◆ EXERCISE ◆
Search the data for the string "when" and gather each line it is in.

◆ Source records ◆
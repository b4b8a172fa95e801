// crates/tapecut-core/src/lib.rs
//
// Zero FFmpeg dependency. Shared types, configuration, the export task model
// and the batch queue used by tapecut-media and the CLI.

pub mod cancel;
pub mod config;
pub mod error;
pub mod helpers;
pub mod media_types;
pub mod queue;
pub mod task;

pub use cancel::{CancelReason, CancelToken};
pub use config::{EngineConfig, ExportConfig, PreviewConfig, QueueConfig};
pub use error::{ConfigError, EngineError, Result};
pub use media_types::{MediaInfo, PreviewResult, PreviewSlot, PreviewTicket, VideoFrame};
pub use queue::{BatchHandle, BatchSummary, ExportQueue, Exporter, QueueEvent, TaskOutcome};
pub use task::{ExportTask, LinkedRecord, NamingMode, TaskList, BatchEntry, TaskState};
// crates/tapecut-core/src/cancel.rs
//
// Cooperative cancellation for long-running decode/encode loops.
//
// The loop polls `check()` once per demuxed packet. A token trips either when
// someone calls `cancel()` or when its optional deadline passes. Clones share
// the flag, so the queue can cancel a task whose exporter holds a clone.

use std::sync::Arc;
use std::sync::atomic::{AtomicBool, Ordering};
use std::time::{Duration, Instant};

#[derive(Clone, Debug, Default)]
pub struct CancelToken {
    flag:     Arc<AtomicBool>,
    deadline: Option<Instant>,
}

/// Why a token tripped.
#[derive(Clone, Copy, Debug, PartialEq, Eq)]
pub enum CancelReason {
    Cancelled,
    TimedOut,
}

impl CancelReason {
    pub fn as_str(self) -> &'static str {
        match self {
            CancelReason::Cancelled => "cancelled",
            CancelReason::TimedOut  => "timed out",
        }
    }
}

impl CancelToken {
    pub fn new() -> Self {
        Self::default()
    }

    /// A token that trips on its own `timeout` from now.
    pub fn with_timeout(timeout: Duration) -> Self {
        Self { flag: Arc::default(), deadline: Some(Instant::now() + timeout) }
    }

    /// A child sharing this token's flag, with an additional deadline.
    pub fn child(&self, timeout: Option<Duration>) -> Self {
        Self {
            flag:     Arc::clone(&self.flag),
            deadline: timeout.map(|t| Instant::now() + t).or(self.deadline),
        }
    }

    pub fn cancel(&self) {
        self.flag.store(true, Ordering::Relaxed);
    }

    pub fn check(&self) -> Option<CancelReason> {
        if self.flag.load(Ordering::Relaxed) {
            return Some(CancelReason::Cancelled);
        }
        match self.deadline {
            Some(d) if Instant::now() >= d => Some(CancelReason::TimedOut),
            _ => None,
        }
    }

    pub fn is_cancelled(&self) -> bool {
        self.check().is_some()
    }
}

◆ ANSWER SPACE ◆
// The loop polls `check()` once per demuxed packet. A token trips either when
// someone calls `cancel()` or when its optional deadline passes. Clones share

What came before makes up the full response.